Work to complete
Return copies of the lines below that mention "CallKind".

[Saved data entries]
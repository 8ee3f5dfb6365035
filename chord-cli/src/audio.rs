//! # Audio Capture Module
//!
//! This module handles real-time audio capture using CPAL (Cross-Platform Audio Library)
//! and exposes it to the detector as an [`AudioSource`].
//!
//! ## Features
//! - Automatic default input device selection
//! - Prefers a mono 32-bit float configuration at the requested rate
//! - Down-mixes multi-channel input to mono inside the callback
//! - Maps backend failures onto [`SourceError`]

use chord_core::source::{AudioSource, ChunkCallback, ErrorCallback, SourceError};
use cpal::SupportedStreamConfigRange;
use cpal::traits::{DeviceTrait, HostTrait, StreamTrait};

/// Input from the default device of the default host.
#[derive(Default)]
pub struct CpalSource {
    stream: Option<cpal::Stream>,
}

impl CpalSource {
    pub fn new() -> Self {
        Self::default()
    }
}

impl AudioSource for CpalSource {
    /// Starts audio capture from the default input device.
    ///
    /// This function:
    /// 1. Selects the default audio input device
    /// 2. Picks an f32 configuration whose range covers `sample_rate`
    /// 3. Builds a stream whose callback forwards mono chunks to `on_chunk`
    fn start(
        &mut self,
        sample_rate: u32,
        mut on_chunk: ChunkCallback,
        mut on_error: ErrorCallback,
    ) -> Result<(), SourceError> {
        self.stop();

        let host = cpal::default_host();
        let device = host
            .default_input_device()
            .ok_or_else(|| SourceError::SourceInitializationFailure("no input device available".into()))?;

        match device.name() {
            Ok(name) => log::info!("Using audio input device: {}", name),
            Err(e) => log::warn!("Could not read input device name: {}", e),
        }

        let configs = device
            .supported_input_configs()
            .map_err(|e| classify(e.to_string()))?
            .collect::<Vec<_>>();
        let supported_config = find_supported_config(configs, sample_rate).ok_or_else(|| {
            SourceError::SourceInitializationFailure(format!(
                "no f32 input format supports {} Hz",
                sample_rate
            ))
        })?;

        let channels = supported_config.channels() as usize;
        let config: cpal::StreamConfig = supported_config
            .with_sample_rate(cpal::SampleRate(sample_rate))
            .into();

        log::info!("Selected {} Hz, {} channel(s)", sample_rate, channels);

        // Reused across callbacks so down-mixing does not allocate once warm.
        let mut mono: Vec<f32> = Vec::new();

        let stream = device
            .build_input_stream(
                &config,
                move |data: &[f32], _: &cpal::InputCallbackInfo| {
                    if channels == 1 {
                        on_chunk(data);
                        return;
                    }
                    mono.clear();
                    mono.extend(
                        data.chunks_exact(channels)
                            .map(|frame| frame.iter().sum::<f32>() / channels as f32),
                    );
                    on_chunk(&mono);
                },
                move |err| on_error(SourceError::StreamFailure(err.to_string())),
                None,
            )
            .map_err(|e| classify(e.to_string()))?;

        stream.play().map_err(|e| classify(e.to_string()))?;

        self.stream = Some(stream);
        Ok(())
    }

    fn stop(&mut self) {
        if let Some(stream) = self.stream.take() {
            // Properly stop the stream before dropping it
            if let Err(e) = stream.pause() {
                log::warn!("Error pausing stream: {}", e);
            }
            drop(stream);
        }
    }
}

/// Maps a backend error message onto the error taxonomy.
///
/// Backends report access refusal as free-form text, so this is a
/// keyword match.
fn classify(message: String) -> SourceError {
    let lower = message.to_lowercase();
    if lower.contains("permission") || lower.contains("access denied") || lower.contains("not authorized") {
        SourceError::PermissionDenied
    } else {
        SourceError::SourceInitializationFailure(message)
    }
}

/// Finds the best supported audio configuration for the target sample rate.
///
/// Only 32-bit float configurations whose rate range contains `target_rate`
/// qualify. Among those, fewer channels win, so a mono configuration is
/// picked whenever the device offers one.
fn find_supported_config(
    configs: Vec<SupportedStreamConfigRange>,
    target_rate: u32,
) -> Option<SupportedStreamConfigRange> {
    configs
        .into_iter()
        .filter(|c| c.sample_format() == cpal::SampleFormat::F32 && c.channels() > 0)
        .filter(|c| c.min_sample_rate().0 <= target_rate && target_rate <= c.max_sample_rate().0)
        .min_by_key(|c| c.channels())
}
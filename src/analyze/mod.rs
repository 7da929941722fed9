pub mod analyzer;
mod model;

pub use analyzer::Analyzer;
pub use model::*;
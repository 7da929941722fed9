use serde_json::Value;
use std::collections::HashMap;
use tokio::sync::Mutex;

#[derive(Debug, Clone, Copy, Eq, Hash, PartialEq)]
pub enum CallKind {
    PullRequests,
    IssueComments,
    WorksheetTitles,
    WorksheetValues,
}

#[derive(Debug, Clone, Eq, Hash, PartialEq)]
pub struct FetchKey {
    pub source: String,
    pub call: CallKind,
    pub id: String,
}

impl FetchKey {
    pub fn new(source: impl ToString, call: CallKind, id: impl ToString) -> Self {
        Self {
            source: source.to_string(),
            call,
            id: id.to_string(),
        }
    }
}

/// Raw remote payloads for the lifetime of one invocation. Never invalidated
/// except through [`FetchCache::clear`].
#[derive(Debug, Default)]
pub struct FetchCache {
    entries: Mutex<HashMap<FetchKey, Value>>,
}

impl FetchCache {
    pub async fn get(&self, key: &FetchKey) -> Option<Value> {
        self.entries.lock().await.get(key).cloned()
    }

    pub async fn insert(&self, key: FetchKey, value: Value) {
        self.entries.lock().await.insert(key, value);
    }

    pub async fn len(&self) -> usize {
        self.entries.lock().await.len()
    }

    pub async fn is_empty(&self) -> bool {
        self.entries.lock().await.is_empty()
    }

    pub async fn clear(&self) {
        self.entries.lock().await.clear();
    }
}
mod multi_progress;
mod progress_style;

pub use multi_progress::{multi_progress, MultiProgressNew, ProgressBarExt};
pub use progress_style::ProgressStyleTemplate;
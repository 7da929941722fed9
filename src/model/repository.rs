use crate::model::{Error, Result};
use reqwest::Url;
use std::fmt::{Display, Formatter};

#[derive(Debug, Clone, Eq, Hash, PartialEq)]
pub struct Repository {
    pub owner: String,
    pub name: String,
}

// New
impl Repository {
    fn new(owner: impl ToString, name: impl ToString) -> Self {
        Self {
            owner: owner.to_string(),
            name: name.to_string(),
        }
    }

    /// Accepts a URL (`https://github.com/owner/name`, `github.com/owner/name`,
    /// `git@github.com:owner/name.git`), `owner/name` or a bare `name`
    /// (owned by `default_owner`).
    pub fn parse(reference: &str, default_owner: &str) -> Result<Self> {
        let reference = reference.trim().trim_end_matches('/');
        if reference.is_empty() {
            return Err(Error::Input("repository reference is empty".into()));
        }

        let path = if let Some(path) = reference.strip_prefix("git@github.com:") {
            owner_and_name(reference, path)?
        } else if reference.contains("://") || reference.starts_with("github.com/") {
            let url = match reference.contains("://") {
                true => Url::parse(reference),
                false => Url::parse(&format!("https://{reference}")),
            }
            .map_err(|e| Error::Input(format!("`{reference}` is not a valid URL: {e}")))?;
            owner_and_name(reference, url.path())?
        } else {
            reference.to_string()
        };

        let repository = match path.split_once('/') {
            Some((owner, name)) => Self::new(owner, name.trim_end_matches(".git")),
            None => Self::new(default_owner, &path),
        };
        repository.validate(reference)?;
        Ok(repository)
    }

    fn validate(&self, reference: &str) -> Result<()> {
        fn valid(part: &str) -> bool {
            !part.is_empty()
                && part
                    .chars()
                    .all(|c| c.is_ascii_alphanumeric() || matches!(c, '-' | '_' | '.'))
        }
        if valid(&self.owner) && valid(&self.name) {
            Ok(())
        } else {
            Err(Error::Input(format!(
                "`{reference}` is not a valid repository reference"
            )))
        }
    }
}

/// First two path segments of a URL; anything after them (`/pulls`) is ignored.
fn owner_and_name(reference: &str, path: &str) -> Result<String> {
    let segments = path.split('/').filter(|s| !s.is_empty()).take(2).collect::<Vec<_>>();
    match segments.as_slice() {
        [owner, name] => Ok(format!("{owner}/{name}")),
        _ => Err(Error::Input(format!(
            "`{reference}` does not name a repository"
        ))),
    }
}

impl Display for Repository {
    fn fmt(&self, f: &mut Formatter<'_>) -> std::fmt::Result {
        write!(f, "{}/{}", self.owner, self.name)
    }
}

#[cfg(test)]
mod tests {
    use super::*;

    #[test]
    fn parses_full_url() {
        let repo = Repository::parse("https://github.com/rust-lang/cargo", "me").unwrap();
        assert_eq!(repo, Repository::new("rust-lang", "cargo"));
    }

    #[test]
    fn parses_url_with_trailing_path() {
        let repo = Repository::parse("https://github.com/rust-lang/cargo/pulls/", "me").unwrap();
        assert_eq!(repo.to_string(), "rust-lang/cargo");
        let repo = Repository::parse("git@github.com:rust-lang/cargo.git", "me").unwrap();
        assert_eq!(repo.to_string(), "rust-lang/cargo");
    }

    #[test]
    fn bare_name_uses_default_owner() {
        let repo = Repository::parse("dashboard", "octocat").unwrap();
        assert_eq!(repo, Repository::new("octocat", "dashboard"));
    }

    #[test]
    fn scheme_less_url_is_a_url() {
        let repo = Repository::parse("github.com/rust-lang/cargo", "me").unwrap();
        assert_eq!(repo.to_string(), "rust-lang/cargo");
    }

    #[test]
    fn pages_names_are_not_urls() {
        let repo = Repository::parse("octocat/octocat.github.com", "me").unwrap();
        assert_eq!(repo, Repository::new("octocat", "octocat.github.com"));
        let repo = Repository::parse("octocat.github.com", "octocat").unwrap();
        assert_eq!(repo, Repository::new("octocat", "octocat.github.com"));
        let repo = Repository::parse("https://github.com/octocat/octocat.github.com", "me").unwrap();
        assert_eq!(repo.to_string(), "octocat/octocat.github.com");
    }

    #[test]
    fn rejects_malformed_references() {
        assert!(matches!(Repository::parse("  ", "me"), Err(Error::Input(_))));
        assert!(matches!(
            Repository::parse("https://github.com/only-owner", "me"),
            Err(Error::Input(_))
        ));
        assert!(matches!(
            Repository::parse("has space", "me"),
            Err(Error::Input(_))
        ));
    }
}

The completed task
pub enum CallKind {
    pub call: CallKind,
    pub fn new(source: impl ToString, call: CallKind, id: impl ToString) -> Self {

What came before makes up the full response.